The intensity of frontline therapy is dictated by the presence of risk factors at the time of diagnosis. In today’s practice, these risk factors are defined using historic methods. In particular, tumor bulk has long been recognized as an important poor prognostic factor6. Historically, bulk was defined based on the width of the mediastinum on an upright chest x-ray7,8. Subsequently, in the era of computed tomography (CT) scanning, various retrospective studies defined CT criteria for bulky disease, with proposed cut-off values ranging from 5 to 10 cm9,10,11,12. Most recently, measurements that reflect both the 3-dimensional disease volume and metabolic activity, such as metabolic tumor volume (MTV) and total lesion glycolysis (TLG), have been associated with patient outcomes in HL13,14,15. These functional measurements of tumor volume provide additional prognostic information beyond the classical risk factors that include a unidimensional measurement of tumor bulk13. While these metabolic tumor volume metrics may improve risk stratification, further study and validation are needed before they can be incorporated into current daily practice and risk stratification systems.
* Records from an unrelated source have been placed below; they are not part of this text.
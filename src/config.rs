use directories::BaseDirs;
use serde::{Deserialize, Serialize};
use std::fs;
use std::path::PathBuf;
use std::time::Duration;
use thiserror::Error;

pub const DEFAULT_API_URL: &str = "http://127.0.0.1:8000";
pub const API_URL_ENV: &str = "AGENDA_API_URL";

#[derive(Debug, Error)]
pub enum ConfigError {
    #[error("No config directory available")]
    NoConfigDir,

    #[error("IO error: {0}")]
    Io(#[from] std::io::Error),

    #[error("Invalid config: {0}")]
    Parse(#[from] toml::de::Error),

    #[error("Could not serialize config: {0}")]
    Serialize(#[from] toml::ser::Error),
}

#[derive(Debug, Clone, PartialEq, Serialize, Deserialize)]
#[serde(default)]
pub struct AppConfig {
    pub api_url: String,
    /// Unset means requests wait as long as the server takes.
    #[serde(skip_serializing_if = "Option::is_none")]
    pub request_timeout_secs: Option<u64>,
}

impl Default for AppConfig {
    fn default() -> Self {
        Self {
            api_url: DEFAULT_API_URL.to_string(),
            request_timeout_secs: None,
        }
    }
}

impl AppConfig {
    fn toml_path() -> Option<PathBuf> {
        let base = BaseDirs::new()?;
        Some(base.config_dir().join("agenda.toml"))
    }

    pub fn parse(text: &str) -> Result<Self, ConfigError> {
        Ok(toml::from_str(text)?)
    }

    /// Stored config, or defaults when there is none, then the env override.
    pub fn load() -> Self {
        let stored = match Self::read() {
            Ok(cfg) => cfg,
            Err(ConfigError::Io(e)) if e.kind() == std::io::ErrorKind::NotFound => Self::default(),
            Err(e) => {
                log::warn!("Ignoring config: {e}");
                Self::default()
            }
        };
        stored.with_override(std::env::var(API_URL_ENV).ok())
    }

    fn read() -> Result<Self, ConfigError> {
        let path = Self::toml_path().ok_or(ConfigError::NoConfigDir)?;
        let text = fs::read_to_string(&path)?;
        log::info!("Loaded config from {}", path.display());
        Self::parse(&text)
    }

    pub fn with_override(mut self, api_url: Option<String>) -> Self {
        if let Some(url) = api_url.filter(|u| !u.trim().is_empty()) {
            self.api_url = url.trim().to_string();
        }
        self
    }

    pub fn timeout(&self) -> Option<Duration> {
        self.request_timeout_secs.map(Duration::from_secs)
    }

    pub fn save(&self) -> Result<(), ConfigError> {
        let path = Self::toml_path().ok_or(ConfigError::NoConfigDir)?;
        if let Some(parent) = path.parent() {
            fs::create_dir_all(parent)?;
        }
        fs::write(&path, toml::to_string_pretty(self)?)?;
        log::info!("Saved config to {}", path.display());
        Ok(())
    }
}
use thiserror::Error;

#[derive(Debug, Error)]
pub enum ApiError {
    #[error("Invalid URL: {0}")]
    InvalidUrl(#[from] url::ParseError),

    #[error("URL cannot be used as an API base: {0}")]
    InvalidBase(String),

    #[error("Request failed: {0}")]
    Network(#[from] reqwest::Error),

    #[error("Not found: {0}")]
    NotFound(String),

    #[error("HTTP {0}")]
    Status(reqwest::StatusCode),

    #[error("Unexpected response body: {0}")]
    Decode(#[from] serde_json::Error),

    #[error("Request task failed: {0}")]
    Runtime(#[from] tokio::task::JoinError),
}

impl ApiError {
    /// The server answered, but not with a usable success.
    pub fn is_rejection(&self) -> bool {
        matches!(self, ApiError::NotFound(_) | ApiError::Status(_))
    }
}

pub type ApiResult<T> = Result<T, ApiError>;
pub mod client;
pub mod error;
pub mod models;

pub use client::ApiClient;
pub use error::{ApiError, ApiResult};
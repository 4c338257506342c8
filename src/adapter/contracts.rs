//! Bidirectional symbol / contract id lookup.

use std::collections::HashMap;

use crate::api::ConId;
use crate::error::{AdapterError, Result};

/// Symbol to contract id mapping that can also be read backwards.
///
/// Both directions are filled by the same `insert`, and a contract id can
/// belong to only one symbol.
#[derive(Debug, Clone, Default, PartialEq, Eq)]
pub struct ContractMap {
    by_symbol: HashMap<String, ConId>,
    by_con_id: HashMap<ConId, String>,
}

impl ContractMap {
    pub fn new() -> Self {
        Self::default()
    }

    /// Build from `(symbol, con_id)` pairs.
    pub fn from_pairs<I, S>(pairs: I) -> Result<Self>
    where
        I: IntoIterator<Item = (S, ConId)>,
        S: Into<String>,
    {
        let mut map = Self::new();
        for (symbol, con_id) in pairs {
            map.insert(symbol, con_id)?;
        }
        Ok(map)
    }

    /// Map a symbol to a contract id.
    ///
    /// Re-mapping a symbol moves it to the new id. Mapping an id that already
    /// belongs to a different symbol fails.
    pub fn insert(&mut self, symbol: impl Into<String>, con_id: ConId) -> Result<()> {
        let symbol = symbol.into();

        if let Some(existing) = self.by_con_id.get(&con_id) {
            if *existing != symbol {
                return Err(AdapterError::DuplicateContractId {
                    con_id,
                    existing: existing.clone(),
                    duplicate: symbol,
                });
            }
            return Ok(());
        }

        if let Some(old) = self.by_symbol.insert(symbol.clone(), con_id) {
            self.by_con_id.remove(&old);
        }
        self.by_con_id.insert(con_id, symbol);
        Ok(())
    }

    pub fn con_id(&self, symbol: &str) -> Option<ConId> {
        self.by_symbol.get(symbol).copied()
    }

    pub fn symbol(&self, con_id: ConId) -> Option<&str> {
        self.by_con_id.get(&con_id).map(String::as_str)
    }

    /// All contract ids, sorted so requests are deterministic.
    pub fn con_ids(&self) -> Vec<ConId> {
        let mut ids: Vec<ConId> = self.by_con_id.keys().copied().collect();
        ids.sort_unstable();
        ids
    }

    pub fn len(&self) -> usize {
        self.by_symbol.len()
    }

    pub fn is_empty(&self) -> bool {
        self.by_symbol.is_empty()
    }
}

impl TryFrom<HashMap<String, ConId>> for ContractMap {
    type Error = AdapterError;

    fn try_from(map: HashMap<String, ConId>) -> Result<Self> {
        Self::from_pairs(map)
    }
}

#[cfg(test)]
mod tests {
    use super::*;
    use tokio_test::{assert_err, assert_ok};

    #[test]
    fn test_lookup_both_directions() {
        let map = ContractMap::from_pairs([("AAPL", 265598), ("MSFT", 272093)]).unwrap();

        assert_eq!(map.con_id("AAPL"), Some(265598));
        assert_eq!(map.symbol(272093), Some("MSFT"));
        assert_eq!(map.con_ids(), vec![265598, 272093]);
        assert_eq!(map.len(), 2);
    }

    #[test]
    fn test_duplicate_con_id_rejected() {
        let err = ContractMap::from_pairs([("AAPL", 265598), ("APPLE", 265598)]).unwrap_err();
        assert!(matches!(
            err,
            AdapterError::DuplicateContractId { con_id: 265598, .. }
        ));
    }

    #[test]
    fn test_same_pair_twice_is_fine() {
        let map = assert_ok!(ContractMap::from_pairs([("AAPL", 265598), ("AAPL", 265598)]));
        assert_eq!(map.len(), 1);
    }

    #[test]
    fn test_remap_symbol_drops_old_id() {
        let mut map = ContractMap::new();
        assert_ok!(map.insert("AAPL", 1));
        assert_ok!(map.insert("AAPL", 2));
        assert_err!(map.insert("MSFT", 2));

        assert_eq!(map.symbol(1), None);
        assert_eq!(map.symbol(2), Some("AAPL"));
        assert_eq!(map.con_ids(), vec![2]);
    }
}
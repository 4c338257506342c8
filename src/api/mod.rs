//! Interactive Brokers Web API: the broker port and its HTTP client.

mod client;
mod types;

use async_trait::async_trait;

use crate::error::ApiError;

pub use client::IbkrClient;
pub use types::*;

/// Logical operations of the broker web API consumed by the adapter.
#[async_trait]
pub trait BrokerApi: Send + Sync {
    /// List brokerage accounts. Part of the session bootstrap.
    async fn get_accounts(&self) -> Result<AccountsResponse, ApiError>;

    /// List portfolio subaccounts. Must succeed before portfolio endpoints.
    async fn get_portfolio_subaccounts(&self) -> Result<Vec<Subaccount>, ApiError>;

    async fn get_account_ledger(&self, account_id: &str) -> Result<Ledger, ApiError>;

    /// One page of positions, pages numbered from 0.
    async fn get_positions(
        &self,
        account_id: &str,
        page: u32,
    ) -> Result<Vec<PositionResponse>, ApiError>;

    async fn market_data_snapshot(
        &self,
        con_ids: &[ConId],
    ) -> Result<Vec<MarketDataSnapshot>, ApiError>;

    async fn market_data_history(
        &self,
        con_id: ConId,
        period: &str,
        bar: &str,
    ) -> Result<HistoryResponse, ApiError>;

    async fn place_order(
        &self,
        account_id: &str,
        order: &OrderRequest,
    ) -> Result<Vec<PlaceOrderReply>, ApiError>;

    async fn get_live_orders(&self) -> Result<LiveOrdersResponse, ApiError>;
}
As a next step, additional data beyond MTV and TLG may be derived from 18F-fluorodeoxyglucose (FDG) positron emission tomography (PET) scans. Radiomics involves the extraction of a large number of quantitative features from digital images, which can be mined for hypothesis generation16,17. When extracted from PET scans, these features signify aspects of radiotracer intensity (concentration), heterogeneity, and shape within the tumor, reflecting biological characteristics, such as cellular density, proliferation rate, hypoxia, necrosis, and angiogenesis18. “First-order” features are global measurements that do not convey spatial information, such as standardized uptake value (SUV), MTV, and TLG. Second-order features reflect spatial relationships between ≥2 voxels due to variability in the distribution of radiotracer uptake. These data can be derived from gray-level co-occurrence matrices (GLCM). Examples of second-order features include contrast, energy, entropy, and homogeneity19. In multiple other malignancies, first- and second-order features of baseline PET scans have been associated with patient outcomes20,21,22,23,24,25,26,27,28,29,30,31. Furthermore, textural and shape parameters evaluated on baseline PET scans predicted early metabolic response in a cohort of patients with bulky Hodgkin and non-Hodgkin lymphoma32. We hypothesized that a model incorporating first- and second-order radiomic features would more accurately predict refractory or relapsed disease status, when compared to MTV, TLG, or maximum SUV (SUVmax) alone, in a cohort of early-stage HL patients.

Materials and Methods

We obtained approval from the University of Texas MD Anderson Cancer Center Institutional Review Board. All work was done in accordance with institutional guidelines and regulations. The status of this study as a HIPAA-compliant, retrospective project waived the prerequisite for informed consent.

Study cohort

Records were reviewed retrospectively for all patients treated at a single tertiary cancer center for classical HL from 2003 through 2013. Inclusion criteria included Ann Arbor stage I or II disease, age of ≥18 years at the time of diagnosis, and availability of an analyzable pre-chemotherapy PET-CT scan. Patients with a disease volume measuring <5 cc were excluded.

PET-CT scans

PET-CT scans were acquired on 1 of 4 scanners: a DST machine, 2 DRX machines, or a DSTE machine (GE Healthcare, Milwaukee, WI). The corresponding CT scanners were 8-slice (DST model), 16-slice or 64-slice (DRX model), or 64-slice machines (DSTE model). All PET-CT scanners used the same DISCOVERY platform by General Electric.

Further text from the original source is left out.